Exercise input below:

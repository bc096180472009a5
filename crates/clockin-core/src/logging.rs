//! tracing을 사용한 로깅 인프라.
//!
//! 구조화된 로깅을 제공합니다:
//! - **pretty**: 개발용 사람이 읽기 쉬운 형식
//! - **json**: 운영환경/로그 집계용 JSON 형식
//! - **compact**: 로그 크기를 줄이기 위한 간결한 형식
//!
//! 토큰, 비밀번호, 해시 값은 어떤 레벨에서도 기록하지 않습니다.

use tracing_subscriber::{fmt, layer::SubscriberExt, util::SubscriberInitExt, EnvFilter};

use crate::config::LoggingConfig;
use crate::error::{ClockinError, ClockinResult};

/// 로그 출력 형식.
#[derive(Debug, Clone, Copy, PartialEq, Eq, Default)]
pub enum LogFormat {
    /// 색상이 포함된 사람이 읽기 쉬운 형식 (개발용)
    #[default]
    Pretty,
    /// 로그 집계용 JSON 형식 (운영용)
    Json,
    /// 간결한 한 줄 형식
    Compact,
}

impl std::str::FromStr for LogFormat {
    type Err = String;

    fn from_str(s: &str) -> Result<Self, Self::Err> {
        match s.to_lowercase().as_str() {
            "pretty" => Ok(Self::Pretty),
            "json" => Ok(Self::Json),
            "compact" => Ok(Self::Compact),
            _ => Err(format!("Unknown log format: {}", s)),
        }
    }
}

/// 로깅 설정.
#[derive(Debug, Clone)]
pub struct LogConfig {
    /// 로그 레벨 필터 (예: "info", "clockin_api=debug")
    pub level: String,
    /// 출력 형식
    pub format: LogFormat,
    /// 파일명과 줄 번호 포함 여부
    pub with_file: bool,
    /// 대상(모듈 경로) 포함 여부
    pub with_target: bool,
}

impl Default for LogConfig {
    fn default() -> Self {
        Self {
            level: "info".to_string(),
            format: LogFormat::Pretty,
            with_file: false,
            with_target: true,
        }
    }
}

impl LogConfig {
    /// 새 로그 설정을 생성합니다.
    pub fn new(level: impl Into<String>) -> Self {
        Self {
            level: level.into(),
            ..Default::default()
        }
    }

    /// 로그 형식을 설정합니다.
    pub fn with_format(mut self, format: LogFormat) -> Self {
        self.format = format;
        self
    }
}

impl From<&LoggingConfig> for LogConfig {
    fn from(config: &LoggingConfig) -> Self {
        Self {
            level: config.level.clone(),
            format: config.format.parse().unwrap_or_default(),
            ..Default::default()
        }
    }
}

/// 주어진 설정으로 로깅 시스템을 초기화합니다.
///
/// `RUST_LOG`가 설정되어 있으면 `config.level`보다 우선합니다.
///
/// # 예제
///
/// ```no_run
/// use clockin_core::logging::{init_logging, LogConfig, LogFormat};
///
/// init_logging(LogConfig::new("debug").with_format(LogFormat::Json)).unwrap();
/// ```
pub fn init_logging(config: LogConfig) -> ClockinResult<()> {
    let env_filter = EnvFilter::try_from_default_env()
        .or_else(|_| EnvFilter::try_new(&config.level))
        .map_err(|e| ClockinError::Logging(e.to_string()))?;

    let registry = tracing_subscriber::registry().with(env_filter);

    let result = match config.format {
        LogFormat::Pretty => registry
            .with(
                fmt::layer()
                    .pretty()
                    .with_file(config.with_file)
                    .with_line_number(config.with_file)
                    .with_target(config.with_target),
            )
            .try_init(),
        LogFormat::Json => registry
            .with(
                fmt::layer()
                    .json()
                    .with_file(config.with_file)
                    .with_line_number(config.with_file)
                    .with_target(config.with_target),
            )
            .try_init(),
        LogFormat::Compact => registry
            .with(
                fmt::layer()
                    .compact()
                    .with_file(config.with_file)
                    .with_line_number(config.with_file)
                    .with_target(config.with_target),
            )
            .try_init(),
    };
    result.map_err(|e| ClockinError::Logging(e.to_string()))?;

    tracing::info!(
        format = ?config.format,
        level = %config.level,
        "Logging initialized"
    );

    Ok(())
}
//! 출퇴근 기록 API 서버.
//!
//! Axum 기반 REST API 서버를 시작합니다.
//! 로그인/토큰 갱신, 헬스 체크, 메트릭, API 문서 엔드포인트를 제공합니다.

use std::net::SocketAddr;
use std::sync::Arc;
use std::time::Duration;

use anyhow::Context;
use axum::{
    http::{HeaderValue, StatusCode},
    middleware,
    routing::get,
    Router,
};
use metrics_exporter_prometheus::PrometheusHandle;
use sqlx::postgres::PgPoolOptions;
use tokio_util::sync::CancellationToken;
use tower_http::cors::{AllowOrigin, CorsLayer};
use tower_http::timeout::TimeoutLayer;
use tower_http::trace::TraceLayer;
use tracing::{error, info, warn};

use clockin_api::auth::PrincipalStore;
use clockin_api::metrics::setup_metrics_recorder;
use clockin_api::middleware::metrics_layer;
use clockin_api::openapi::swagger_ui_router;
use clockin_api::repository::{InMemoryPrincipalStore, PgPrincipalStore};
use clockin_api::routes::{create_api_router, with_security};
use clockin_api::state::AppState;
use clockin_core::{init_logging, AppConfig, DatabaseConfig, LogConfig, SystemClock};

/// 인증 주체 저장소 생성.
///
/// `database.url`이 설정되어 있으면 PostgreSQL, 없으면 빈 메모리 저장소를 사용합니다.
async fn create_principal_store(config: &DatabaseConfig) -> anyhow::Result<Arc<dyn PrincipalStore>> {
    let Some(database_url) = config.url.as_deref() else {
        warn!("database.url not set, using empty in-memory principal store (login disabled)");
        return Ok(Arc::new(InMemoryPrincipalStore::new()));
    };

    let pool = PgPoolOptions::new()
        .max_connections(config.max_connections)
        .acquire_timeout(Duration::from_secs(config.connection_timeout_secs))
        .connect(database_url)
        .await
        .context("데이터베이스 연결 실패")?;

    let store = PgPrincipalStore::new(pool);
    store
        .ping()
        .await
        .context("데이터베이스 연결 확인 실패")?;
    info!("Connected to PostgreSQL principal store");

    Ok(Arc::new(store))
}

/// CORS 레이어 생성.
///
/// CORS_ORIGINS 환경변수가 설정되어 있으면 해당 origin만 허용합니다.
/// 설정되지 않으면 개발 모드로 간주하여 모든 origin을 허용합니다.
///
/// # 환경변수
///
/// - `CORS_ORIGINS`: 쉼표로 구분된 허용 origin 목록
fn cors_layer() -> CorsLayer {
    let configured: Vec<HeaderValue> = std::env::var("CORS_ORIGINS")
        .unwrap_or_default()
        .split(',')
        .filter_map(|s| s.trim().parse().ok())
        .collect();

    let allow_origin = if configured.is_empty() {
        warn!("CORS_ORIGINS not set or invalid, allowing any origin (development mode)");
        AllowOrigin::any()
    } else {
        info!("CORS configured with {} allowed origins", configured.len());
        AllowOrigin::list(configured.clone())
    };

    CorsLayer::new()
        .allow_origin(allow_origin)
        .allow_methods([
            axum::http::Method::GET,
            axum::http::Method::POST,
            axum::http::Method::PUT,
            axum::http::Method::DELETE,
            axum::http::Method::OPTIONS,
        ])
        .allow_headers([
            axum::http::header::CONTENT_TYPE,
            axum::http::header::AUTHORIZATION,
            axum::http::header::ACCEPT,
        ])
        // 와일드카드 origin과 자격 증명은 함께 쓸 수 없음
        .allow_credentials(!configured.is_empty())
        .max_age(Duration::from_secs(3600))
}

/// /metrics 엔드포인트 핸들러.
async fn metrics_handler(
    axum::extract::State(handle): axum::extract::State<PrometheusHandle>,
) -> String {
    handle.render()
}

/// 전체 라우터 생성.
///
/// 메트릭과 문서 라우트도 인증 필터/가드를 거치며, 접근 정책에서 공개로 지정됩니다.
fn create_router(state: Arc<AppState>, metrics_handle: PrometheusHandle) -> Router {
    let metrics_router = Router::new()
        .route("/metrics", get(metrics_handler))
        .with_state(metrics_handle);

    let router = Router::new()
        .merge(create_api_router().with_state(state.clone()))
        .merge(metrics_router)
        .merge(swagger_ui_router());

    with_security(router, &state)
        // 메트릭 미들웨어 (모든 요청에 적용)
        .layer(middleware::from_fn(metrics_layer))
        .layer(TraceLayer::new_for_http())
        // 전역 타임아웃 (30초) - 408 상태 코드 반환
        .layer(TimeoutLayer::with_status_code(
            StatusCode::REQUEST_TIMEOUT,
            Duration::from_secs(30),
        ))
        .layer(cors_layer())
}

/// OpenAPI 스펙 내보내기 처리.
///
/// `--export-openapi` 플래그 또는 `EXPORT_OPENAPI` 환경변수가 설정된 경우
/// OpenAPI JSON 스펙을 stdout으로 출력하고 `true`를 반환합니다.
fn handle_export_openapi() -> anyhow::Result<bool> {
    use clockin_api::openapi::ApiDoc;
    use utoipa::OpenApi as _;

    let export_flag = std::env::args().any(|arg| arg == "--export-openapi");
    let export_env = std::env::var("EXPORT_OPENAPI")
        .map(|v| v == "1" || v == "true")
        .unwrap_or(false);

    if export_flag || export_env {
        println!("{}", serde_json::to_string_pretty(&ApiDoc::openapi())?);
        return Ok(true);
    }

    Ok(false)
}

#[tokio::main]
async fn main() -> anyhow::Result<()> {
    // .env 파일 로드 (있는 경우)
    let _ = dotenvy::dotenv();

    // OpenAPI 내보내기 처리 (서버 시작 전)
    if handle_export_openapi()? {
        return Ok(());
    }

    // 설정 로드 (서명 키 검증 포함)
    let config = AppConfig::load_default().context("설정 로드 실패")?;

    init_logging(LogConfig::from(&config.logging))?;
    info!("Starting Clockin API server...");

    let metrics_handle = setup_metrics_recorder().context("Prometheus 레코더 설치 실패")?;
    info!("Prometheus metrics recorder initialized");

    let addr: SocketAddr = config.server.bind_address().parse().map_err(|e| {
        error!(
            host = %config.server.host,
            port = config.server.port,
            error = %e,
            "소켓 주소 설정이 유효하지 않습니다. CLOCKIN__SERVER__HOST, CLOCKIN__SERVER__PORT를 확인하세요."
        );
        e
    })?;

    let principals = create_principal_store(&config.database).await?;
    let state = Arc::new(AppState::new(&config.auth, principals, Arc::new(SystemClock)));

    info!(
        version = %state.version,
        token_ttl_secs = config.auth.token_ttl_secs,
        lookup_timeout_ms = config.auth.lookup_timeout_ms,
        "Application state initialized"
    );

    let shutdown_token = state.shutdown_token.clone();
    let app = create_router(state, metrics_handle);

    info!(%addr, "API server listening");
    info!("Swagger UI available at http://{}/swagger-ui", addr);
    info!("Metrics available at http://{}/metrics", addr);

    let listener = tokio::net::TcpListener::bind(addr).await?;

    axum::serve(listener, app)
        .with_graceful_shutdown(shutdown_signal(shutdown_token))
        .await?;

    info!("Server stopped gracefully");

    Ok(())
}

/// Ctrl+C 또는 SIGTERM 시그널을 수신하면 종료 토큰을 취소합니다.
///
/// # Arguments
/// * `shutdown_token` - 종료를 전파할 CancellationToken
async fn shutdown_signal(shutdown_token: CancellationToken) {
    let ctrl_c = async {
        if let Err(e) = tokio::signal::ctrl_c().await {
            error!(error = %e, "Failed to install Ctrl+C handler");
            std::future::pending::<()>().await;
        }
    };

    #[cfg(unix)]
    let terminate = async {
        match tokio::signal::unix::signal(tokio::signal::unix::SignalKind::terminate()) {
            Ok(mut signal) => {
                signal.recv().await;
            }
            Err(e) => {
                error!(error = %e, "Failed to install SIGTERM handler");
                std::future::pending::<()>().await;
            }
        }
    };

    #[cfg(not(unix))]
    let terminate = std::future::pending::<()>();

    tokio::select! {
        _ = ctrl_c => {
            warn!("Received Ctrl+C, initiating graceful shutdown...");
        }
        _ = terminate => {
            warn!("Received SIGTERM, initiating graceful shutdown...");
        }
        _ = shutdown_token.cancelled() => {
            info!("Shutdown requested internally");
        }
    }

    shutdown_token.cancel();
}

End of Exercise input.
Exercise input below:

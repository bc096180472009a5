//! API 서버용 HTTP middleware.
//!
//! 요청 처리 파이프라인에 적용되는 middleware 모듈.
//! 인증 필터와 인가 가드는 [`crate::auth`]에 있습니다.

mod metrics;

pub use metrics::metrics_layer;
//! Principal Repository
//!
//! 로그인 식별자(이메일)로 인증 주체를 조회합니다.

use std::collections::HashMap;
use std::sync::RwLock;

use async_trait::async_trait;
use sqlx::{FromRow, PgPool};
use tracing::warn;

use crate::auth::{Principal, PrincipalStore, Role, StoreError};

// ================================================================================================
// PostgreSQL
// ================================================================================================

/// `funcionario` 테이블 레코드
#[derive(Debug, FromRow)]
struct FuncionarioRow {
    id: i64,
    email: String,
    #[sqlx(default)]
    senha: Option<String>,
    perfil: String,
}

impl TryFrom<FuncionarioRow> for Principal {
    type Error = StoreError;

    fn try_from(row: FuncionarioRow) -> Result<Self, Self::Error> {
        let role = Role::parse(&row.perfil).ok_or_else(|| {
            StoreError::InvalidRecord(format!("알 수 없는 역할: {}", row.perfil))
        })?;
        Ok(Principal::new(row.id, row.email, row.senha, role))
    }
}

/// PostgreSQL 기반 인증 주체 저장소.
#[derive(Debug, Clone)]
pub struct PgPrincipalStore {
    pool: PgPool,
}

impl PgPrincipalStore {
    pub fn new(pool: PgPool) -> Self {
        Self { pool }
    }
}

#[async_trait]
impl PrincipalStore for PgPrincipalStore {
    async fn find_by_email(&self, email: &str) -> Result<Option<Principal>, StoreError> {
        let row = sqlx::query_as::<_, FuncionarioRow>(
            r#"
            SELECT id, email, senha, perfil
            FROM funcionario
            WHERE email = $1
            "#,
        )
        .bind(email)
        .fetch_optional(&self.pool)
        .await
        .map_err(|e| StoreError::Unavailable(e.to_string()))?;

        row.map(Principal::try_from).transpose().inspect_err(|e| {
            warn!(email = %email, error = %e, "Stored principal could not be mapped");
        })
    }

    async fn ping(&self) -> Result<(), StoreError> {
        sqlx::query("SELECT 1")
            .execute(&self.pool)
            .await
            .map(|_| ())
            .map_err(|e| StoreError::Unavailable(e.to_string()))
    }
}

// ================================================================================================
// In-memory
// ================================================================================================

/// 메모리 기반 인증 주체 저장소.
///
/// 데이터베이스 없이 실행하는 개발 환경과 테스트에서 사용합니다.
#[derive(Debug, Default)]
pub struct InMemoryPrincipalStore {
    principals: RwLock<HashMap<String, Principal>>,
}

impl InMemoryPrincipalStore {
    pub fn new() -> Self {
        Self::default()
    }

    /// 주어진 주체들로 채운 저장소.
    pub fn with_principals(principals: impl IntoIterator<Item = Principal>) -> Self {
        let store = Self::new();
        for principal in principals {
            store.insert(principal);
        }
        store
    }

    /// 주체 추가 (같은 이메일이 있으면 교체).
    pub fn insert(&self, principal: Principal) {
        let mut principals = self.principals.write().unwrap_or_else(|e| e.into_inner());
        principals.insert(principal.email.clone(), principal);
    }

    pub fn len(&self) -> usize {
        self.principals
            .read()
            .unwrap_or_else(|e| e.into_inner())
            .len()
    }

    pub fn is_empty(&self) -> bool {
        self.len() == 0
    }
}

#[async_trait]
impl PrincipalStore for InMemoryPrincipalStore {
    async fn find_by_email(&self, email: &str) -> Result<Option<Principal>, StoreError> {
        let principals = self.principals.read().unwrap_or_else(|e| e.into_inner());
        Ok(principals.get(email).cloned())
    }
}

End of Exercise input.

Note each line of the entries that has "HashMap" in it, and copy those lines.

* Result of the task:
use std::collections::HashMap;
    principals: RwLock<HashMap<String, Principal>>,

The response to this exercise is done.